5. Multi-Reader Multi-Case (MRMC) Comparative Effectiveness Study:
- No, a Multi-Reader Multi-Case (MRMC) comparative effectiveness study was not done. This study is a clinical trial evaluating the performance of a medical device (Ahmed™ Glaucoma Valve) in human subjects, not an assessment of human readers' performance with or without AI assistance.
6. Standalone (Algorithm Only) Performance Study:
- No, a standalone (algorithm only) performance study was not done. The device is a physical implant, not an AI algorithm. The studies focused on the performance of the physical device after implantation.
7. Type of Ground Truth Used:
- The ground truth was established through clinical outcomes data collected directly from patients after device implantation. This included measurements of intraocular pressure (IOP), assessment of visual acuity, and monitoring for post-operative complications, evaluated by medical professionals.
8. Sample Size for the Training Set:
- This information is not applicable. The device is a physical implant, not an AI algorithm that requires a "training set" in the computational sense. The "training" or development of the device would involve engineering, material science, and pre-clinical testing, not a data-based training set.

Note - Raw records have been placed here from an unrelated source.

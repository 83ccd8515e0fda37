//! `file_read` built-in: read a UTF-8 file within an allowed base, with an
//! optional line range. Grounded in `tools::file_ops::FileOpsTool::read_file`
//! (offset/limit-by-lines shape), simplified to a single mode.

use async_trait::async_trait;
use serde_json::Value;
use std::sync::Arc;

use crate::registry::Tool;
use crate::sanitizer::PathValidator;
use crate::types::{ParamType, ParameterSpec, ToolDefinition, ToolResult};
use toolrunner_commons::ErrorType;

pub struct FileReadTool {
    validator: Arc<PathValidator>,
    def: ToolDefinition,
}

impl FileReadTool {
    pub fn new(validator: Arc<PathValidator>) -> Self {
        let def = ToolDefinition {
            name: "file_read".into(),
            description: "Read a UTF-8 text file, optionally restricted to a line range.".into(),
            category: "filesystem".into(),
            parameters: vec![
                ParameterSpec {
                    name: "path".into(),
                    param_type: ParamType::String,
                    description: "Path to read.".into(),
                    required: true,
                    default: None,
                },
                ParameterSpec {
                    name: "start_line".into(),
                    param_type: ParamType::Number,
                    description: "First line to include, 1-indexed.".into(),
                    required: false,
                    default: None,
                },
                ParameterSpec {
                    name: "end_line".into(),
                    param_type: ParamType::Number,
                    description: "Last line to include, inclusive.".into(),
                    required: false,
                    default: None,
                },
            ],
        };
        Self { validator, def }
    }
}

#[async_trait]
impl Tool for FileReadTool {
    fn definition(&self) -> &ToolDefinition {
        &self.def
    }

    async fn execute(&self, args: Value) -> anyhow::Result<ToolResult> {
        let path = args.get("path").and_then(|v| v.as_str()).unwrap_or_default();
        let outcome = match self.validator.validate(path, false) {
            Ok(outcome) => outcome,
            Err(err) => return Ok(ToolResult::failure("file_read", err.to_string(), err.error_type())),
        };

        let contents = match std::fs::read_to_string(&outcome.resolved_path) {
            Ok(contents) => contents,
            Err(err) => {
                let error_type = match err.kind() {
                    std::io::ErrorKind::NotFound => ErrorType::FileNotFound,
                    std::io::ErrorKind::PermissionDenied => ErrorType::Permission,
                    _ => ErrorType::Internal,
                };
                return Ok(ToolResult::failure("file_read", err.to_string(), error_type));
            }
        };

        let start_line = args.get("start_line").and_then(|v| v.as_u64()).map(|n| n.max(1) as usize);
        let end_line = args.get("end_line").and_then(|v| v.as_u64()).map(|n| n as usize);

        let output = match (start_line, end_line) {
            (None, None) => contents,
            (start, end) => {
                let start = start.unwrap_or(1);
                let lines: Vec<&str> = contents.lines().collect();
                let end = end.unwrap_or(lines.len()).min(lines.len());
                if start > end {
                    String::new()
                } else {
                    lines[start - 1..end].join("\n")
                }
            }
        };

        Ok(ToolResult::success("file_read", output))
    }
}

9. How the Ground Truth for the Training Set was Established:
- This information is not applicable for the same reason as above. The "ground truth" for the development of the physical device would be derived from physiological principles, material properties, and pre-clinical models (in vitro and animal studies) that guide its design and demonstrate its intended function.
§ 886.3920 Aqueous shunt.
(a)
Identification. An aqueous shunt is an implantable device intended to reduce intraocular pressure in the anterior chamber of the eye in patients with neovascular glaucoma or with glaucoma when medical and conventional surgical treatments have failed.(b)
Classification. Class II. The special controls for this device are FDA's:(1) “Use of International Standard ISO 10993 ‘Biological Evaluation of Medical Devices—Part I: Evaluation and Testing,’ ”
(2) “510(k) Sterility Review Guidance of 2/12/90 (K90-1),” and
(3) “Aqueous Shunts—510(k) Submissions.”